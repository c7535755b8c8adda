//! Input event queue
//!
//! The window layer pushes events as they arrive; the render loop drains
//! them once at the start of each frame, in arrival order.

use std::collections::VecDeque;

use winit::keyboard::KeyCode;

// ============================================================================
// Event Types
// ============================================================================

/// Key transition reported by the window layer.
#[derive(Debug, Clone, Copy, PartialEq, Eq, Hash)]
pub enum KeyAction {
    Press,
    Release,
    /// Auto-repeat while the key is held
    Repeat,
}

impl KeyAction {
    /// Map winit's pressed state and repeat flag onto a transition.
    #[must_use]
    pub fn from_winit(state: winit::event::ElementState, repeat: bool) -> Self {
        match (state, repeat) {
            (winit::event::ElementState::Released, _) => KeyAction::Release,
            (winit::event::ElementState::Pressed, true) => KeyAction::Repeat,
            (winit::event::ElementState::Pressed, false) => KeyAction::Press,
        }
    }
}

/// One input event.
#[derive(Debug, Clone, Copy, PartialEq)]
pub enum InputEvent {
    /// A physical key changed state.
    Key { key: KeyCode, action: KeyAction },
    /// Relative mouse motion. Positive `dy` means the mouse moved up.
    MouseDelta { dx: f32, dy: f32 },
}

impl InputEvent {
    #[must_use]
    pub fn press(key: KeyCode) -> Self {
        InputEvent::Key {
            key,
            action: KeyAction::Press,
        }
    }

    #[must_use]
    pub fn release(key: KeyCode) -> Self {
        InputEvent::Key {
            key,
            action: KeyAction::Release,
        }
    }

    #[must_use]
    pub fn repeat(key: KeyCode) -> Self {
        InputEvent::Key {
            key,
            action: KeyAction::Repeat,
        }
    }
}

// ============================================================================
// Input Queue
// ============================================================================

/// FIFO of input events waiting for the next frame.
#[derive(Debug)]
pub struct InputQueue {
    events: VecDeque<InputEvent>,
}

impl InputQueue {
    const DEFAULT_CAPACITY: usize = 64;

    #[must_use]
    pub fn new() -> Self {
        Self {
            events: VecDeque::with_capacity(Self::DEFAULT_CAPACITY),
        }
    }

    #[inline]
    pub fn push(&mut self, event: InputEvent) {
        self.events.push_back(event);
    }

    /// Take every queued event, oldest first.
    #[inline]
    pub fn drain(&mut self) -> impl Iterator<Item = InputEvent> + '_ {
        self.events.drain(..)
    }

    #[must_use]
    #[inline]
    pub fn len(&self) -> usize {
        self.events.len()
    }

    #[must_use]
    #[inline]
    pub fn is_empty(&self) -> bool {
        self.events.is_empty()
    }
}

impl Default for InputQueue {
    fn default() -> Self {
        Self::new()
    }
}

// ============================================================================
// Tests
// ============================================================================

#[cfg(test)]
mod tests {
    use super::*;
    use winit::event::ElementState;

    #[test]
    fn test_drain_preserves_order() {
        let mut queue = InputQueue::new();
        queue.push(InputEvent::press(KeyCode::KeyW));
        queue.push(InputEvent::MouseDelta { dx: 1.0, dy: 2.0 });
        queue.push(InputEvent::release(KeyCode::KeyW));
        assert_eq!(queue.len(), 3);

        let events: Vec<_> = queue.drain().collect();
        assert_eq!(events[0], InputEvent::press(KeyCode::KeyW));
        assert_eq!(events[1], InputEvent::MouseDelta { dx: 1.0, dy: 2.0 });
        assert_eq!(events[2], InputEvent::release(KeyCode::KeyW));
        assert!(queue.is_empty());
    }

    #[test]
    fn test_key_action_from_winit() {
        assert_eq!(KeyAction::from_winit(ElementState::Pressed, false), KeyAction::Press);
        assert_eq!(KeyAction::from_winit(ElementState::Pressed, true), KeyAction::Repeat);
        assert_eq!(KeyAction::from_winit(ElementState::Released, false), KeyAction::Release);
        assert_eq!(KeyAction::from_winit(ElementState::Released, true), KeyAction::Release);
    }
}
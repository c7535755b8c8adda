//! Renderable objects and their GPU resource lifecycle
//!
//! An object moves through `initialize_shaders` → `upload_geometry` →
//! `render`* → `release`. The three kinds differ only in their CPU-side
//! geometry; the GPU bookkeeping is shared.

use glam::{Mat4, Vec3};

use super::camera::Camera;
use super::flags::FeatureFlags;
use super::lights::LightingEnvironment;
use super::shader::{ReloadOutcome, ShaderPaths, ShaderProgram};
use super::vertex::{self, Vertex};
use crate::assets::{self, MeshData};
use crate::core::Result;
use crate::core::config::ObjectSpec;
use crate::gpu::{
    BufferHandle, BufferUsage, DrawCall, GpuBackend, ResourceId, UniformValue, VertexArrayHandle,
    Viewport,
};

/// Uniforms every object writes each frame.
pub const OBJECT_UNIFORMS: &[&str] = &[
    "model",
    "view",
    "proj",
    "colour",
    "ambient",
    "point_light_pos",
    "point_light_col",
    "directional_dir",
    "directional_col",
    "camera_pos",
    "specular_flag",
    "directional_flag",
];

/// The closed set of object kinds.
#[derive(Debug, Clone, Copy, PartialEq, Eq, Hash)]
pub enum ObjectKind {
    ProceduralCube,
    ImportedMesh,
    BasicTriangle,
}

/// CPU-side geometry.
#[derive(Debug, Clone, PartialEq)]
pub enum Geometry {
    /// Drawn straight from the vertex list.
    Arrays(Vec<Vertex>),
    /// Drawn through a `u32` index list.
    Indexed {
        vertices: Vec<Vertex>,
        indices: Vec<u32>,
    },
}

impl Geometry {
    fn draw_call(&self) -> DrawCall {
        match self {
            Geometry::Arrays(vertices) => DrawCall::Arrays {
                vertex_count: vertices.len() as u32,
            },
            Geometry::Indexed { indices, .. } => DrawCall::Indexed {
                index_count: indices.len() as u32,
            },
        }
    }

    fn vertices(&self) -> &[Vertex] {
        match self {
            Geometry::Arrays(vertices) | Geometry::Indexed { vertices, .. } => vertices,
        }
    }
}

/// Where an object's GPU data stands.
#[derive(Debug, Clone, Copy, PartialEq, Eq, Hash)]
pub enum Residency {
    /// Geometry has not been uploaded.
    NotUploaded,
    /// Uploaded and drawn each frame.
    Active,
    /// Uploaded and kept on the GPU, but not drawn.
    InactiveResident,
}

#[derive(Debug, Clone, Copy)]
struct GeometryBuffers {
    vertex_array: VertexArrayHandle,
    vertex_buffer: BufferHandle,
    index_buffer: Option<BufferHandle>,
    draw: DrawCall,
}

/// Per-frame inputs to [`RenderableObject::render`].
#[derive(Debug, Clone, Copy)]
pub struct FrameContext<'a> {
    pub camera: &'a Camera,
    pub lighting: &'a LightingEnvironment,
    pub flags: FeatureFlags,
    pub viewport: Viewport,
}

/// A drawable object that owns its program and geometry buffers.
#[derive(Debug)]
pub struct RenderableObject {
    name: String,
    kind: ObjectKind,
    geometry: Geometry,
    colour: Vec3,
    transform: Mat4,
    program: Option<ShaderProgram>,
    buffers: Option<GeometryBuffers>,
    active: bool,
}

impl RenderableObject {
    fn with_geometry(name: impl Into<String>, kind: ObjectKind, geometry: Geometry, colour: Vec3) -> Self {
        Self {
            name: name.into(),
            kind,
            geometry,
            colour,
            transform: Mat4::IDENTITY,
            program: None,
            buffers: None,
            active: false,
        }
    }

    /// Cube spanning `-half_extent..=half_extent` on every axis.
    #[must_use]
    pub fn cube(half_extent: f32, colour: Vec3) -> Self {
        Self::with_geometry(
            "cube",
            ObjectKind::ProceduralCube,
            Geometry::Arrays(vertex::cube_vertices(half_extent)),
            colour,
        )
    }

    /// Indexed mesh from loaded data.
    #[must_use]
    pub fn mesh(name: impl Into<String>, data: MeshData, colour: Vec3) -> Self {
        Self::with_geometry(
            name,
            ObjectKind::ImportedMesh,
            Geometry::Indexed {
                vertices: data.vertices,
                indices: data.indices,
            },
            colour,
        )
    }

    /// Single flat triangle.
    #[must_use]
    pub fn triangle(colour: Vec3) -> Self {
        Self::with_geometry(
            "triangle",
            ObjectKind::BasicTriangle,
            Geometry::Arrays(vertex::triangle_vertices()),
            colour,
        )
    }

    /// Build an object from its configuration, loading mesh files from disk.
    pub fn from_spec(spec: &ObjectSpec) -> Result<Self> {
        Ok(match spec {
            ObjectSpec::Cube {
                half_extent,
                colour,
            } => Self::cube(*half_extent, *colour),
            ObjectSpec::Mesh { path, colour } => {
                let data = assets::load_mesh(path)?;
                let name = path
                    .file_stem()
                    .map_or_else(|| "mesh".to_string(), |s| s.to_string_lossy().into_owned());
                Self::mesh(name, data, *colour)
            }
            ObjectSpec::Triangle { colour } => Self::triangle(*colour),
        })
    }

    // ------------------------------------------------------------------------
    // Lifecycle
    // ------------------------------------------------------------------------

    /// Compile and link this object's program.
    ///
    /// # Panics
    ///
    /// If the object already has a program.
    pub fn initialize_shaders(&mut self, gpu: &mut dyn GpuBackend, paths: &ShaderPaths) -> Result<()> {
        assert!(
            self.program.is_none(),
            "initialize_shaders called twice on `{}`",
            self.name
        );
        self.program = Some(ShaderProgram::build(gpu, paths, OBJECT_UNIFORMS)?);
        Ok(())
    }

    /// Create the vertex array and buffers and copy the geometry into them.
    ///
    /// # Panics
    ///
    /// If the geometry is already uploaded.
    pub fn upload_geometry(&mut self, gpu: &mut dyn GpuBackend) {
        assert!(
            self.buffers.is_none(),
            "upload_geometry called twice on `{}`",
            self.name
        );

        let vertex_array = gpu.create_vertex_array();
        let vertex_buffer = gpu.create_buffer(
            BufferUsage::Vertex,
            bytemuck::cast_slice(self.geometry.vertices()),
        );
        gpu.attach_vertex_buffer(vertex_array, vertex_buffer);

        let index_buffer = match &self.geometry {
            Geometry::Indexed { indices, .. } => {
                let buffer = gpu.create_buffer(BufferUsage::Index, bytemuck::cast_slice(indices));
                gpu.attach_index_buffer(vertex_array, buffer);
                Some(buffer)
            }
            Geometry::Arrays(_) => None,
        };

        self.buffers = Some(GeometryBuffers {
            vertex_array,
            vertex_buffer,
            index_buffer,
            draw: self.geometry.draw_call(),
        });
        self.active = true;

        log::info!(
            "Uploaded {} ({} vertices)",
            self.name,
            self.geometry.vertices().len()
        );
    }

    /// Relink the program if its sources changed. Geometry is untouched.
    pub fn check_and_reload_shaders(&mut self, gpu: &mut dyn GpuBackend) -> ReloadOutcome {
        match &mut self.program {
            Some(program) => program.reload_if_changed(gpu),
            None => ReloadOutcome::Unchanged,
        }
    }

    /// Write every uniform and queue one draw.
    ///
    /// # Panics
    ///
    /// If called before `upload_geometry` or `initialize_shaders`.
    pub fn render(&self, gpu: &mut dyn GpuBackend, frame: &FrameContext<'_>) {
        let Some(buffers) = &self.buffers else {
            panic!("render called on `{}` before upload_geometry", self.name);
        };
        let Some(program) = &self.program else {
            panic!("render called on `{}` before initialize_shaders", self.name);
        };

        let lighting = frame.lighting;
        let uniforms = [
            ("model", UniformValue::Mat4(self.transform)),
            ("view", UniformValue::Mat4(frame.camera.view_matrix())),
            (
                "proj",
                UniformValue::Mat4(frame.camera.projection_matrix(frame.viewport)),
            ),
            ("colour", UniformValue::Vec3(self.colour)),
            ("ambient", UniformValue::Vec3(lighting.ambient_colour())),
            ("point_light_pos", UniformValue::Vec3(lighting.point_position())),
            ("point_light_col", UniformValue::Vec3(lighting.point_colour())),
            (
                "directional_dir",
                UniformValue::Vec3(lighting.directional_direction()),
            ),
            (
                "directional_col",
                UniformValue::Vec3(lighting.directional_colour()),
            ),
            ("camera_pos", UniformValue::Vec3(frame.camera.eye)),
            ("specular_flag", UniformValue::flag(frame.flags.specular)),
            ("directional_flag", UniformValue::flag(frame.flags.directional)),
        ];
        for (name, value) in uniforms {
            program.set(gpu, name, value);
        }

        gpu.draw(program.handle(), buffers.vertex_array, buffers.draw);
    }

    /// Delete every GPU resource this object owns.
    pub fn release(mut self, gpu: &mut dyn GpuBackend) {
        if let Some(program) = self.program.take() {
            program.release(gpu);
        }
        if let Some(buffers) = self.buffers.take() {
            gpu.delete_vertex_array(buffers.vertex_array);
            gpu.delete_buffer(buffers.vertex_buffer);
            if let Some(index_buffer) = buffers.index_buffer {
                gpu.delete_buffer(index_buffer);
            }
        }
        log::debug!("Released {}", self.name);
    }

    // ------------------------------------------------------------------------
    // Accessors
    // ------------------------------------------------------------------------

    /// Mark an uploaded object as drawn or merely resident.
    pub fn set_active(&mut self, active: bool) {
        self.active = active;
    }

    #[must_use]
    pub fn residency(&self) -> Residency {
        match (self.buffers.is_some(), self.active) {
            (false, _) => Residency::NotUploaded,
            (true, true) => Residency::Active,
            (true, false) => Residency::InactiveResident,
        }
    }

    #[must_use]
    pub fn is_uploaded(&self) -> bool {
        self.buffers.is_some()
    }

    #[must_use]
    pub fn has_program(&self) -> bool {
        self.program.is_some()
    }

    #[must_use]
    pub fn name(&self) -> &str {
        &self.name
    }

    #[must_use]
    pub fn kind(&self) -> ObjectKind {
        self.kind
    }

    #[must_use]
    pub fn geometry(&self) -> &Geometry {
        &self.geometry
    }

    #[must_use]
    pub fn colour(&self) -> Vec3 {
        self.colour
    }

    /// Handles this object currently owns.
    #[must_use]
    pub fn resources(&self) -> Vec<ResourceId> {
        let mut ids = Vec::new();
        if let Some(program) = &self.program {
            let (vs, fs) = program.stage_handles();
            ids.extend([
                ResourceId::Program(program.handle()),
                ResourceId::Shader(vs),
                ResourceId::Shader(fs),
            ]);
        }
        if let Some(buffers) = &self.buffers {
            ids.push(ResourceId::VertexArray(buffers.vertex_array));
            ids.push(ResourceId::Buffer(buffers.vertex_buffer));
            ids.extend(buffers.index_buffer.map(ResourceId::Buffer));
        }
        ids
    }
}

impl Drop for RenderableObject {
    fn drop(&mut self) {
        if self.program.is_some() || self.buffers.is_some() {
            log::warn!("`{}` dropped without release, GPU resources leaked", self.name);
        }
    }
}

■ ■ ■

* **Activity**: From the listing above, copy out each line where the word "model" appears.

* **Written response**:
    "model",
            ("model", UniformValue::Mat4(self.transform)),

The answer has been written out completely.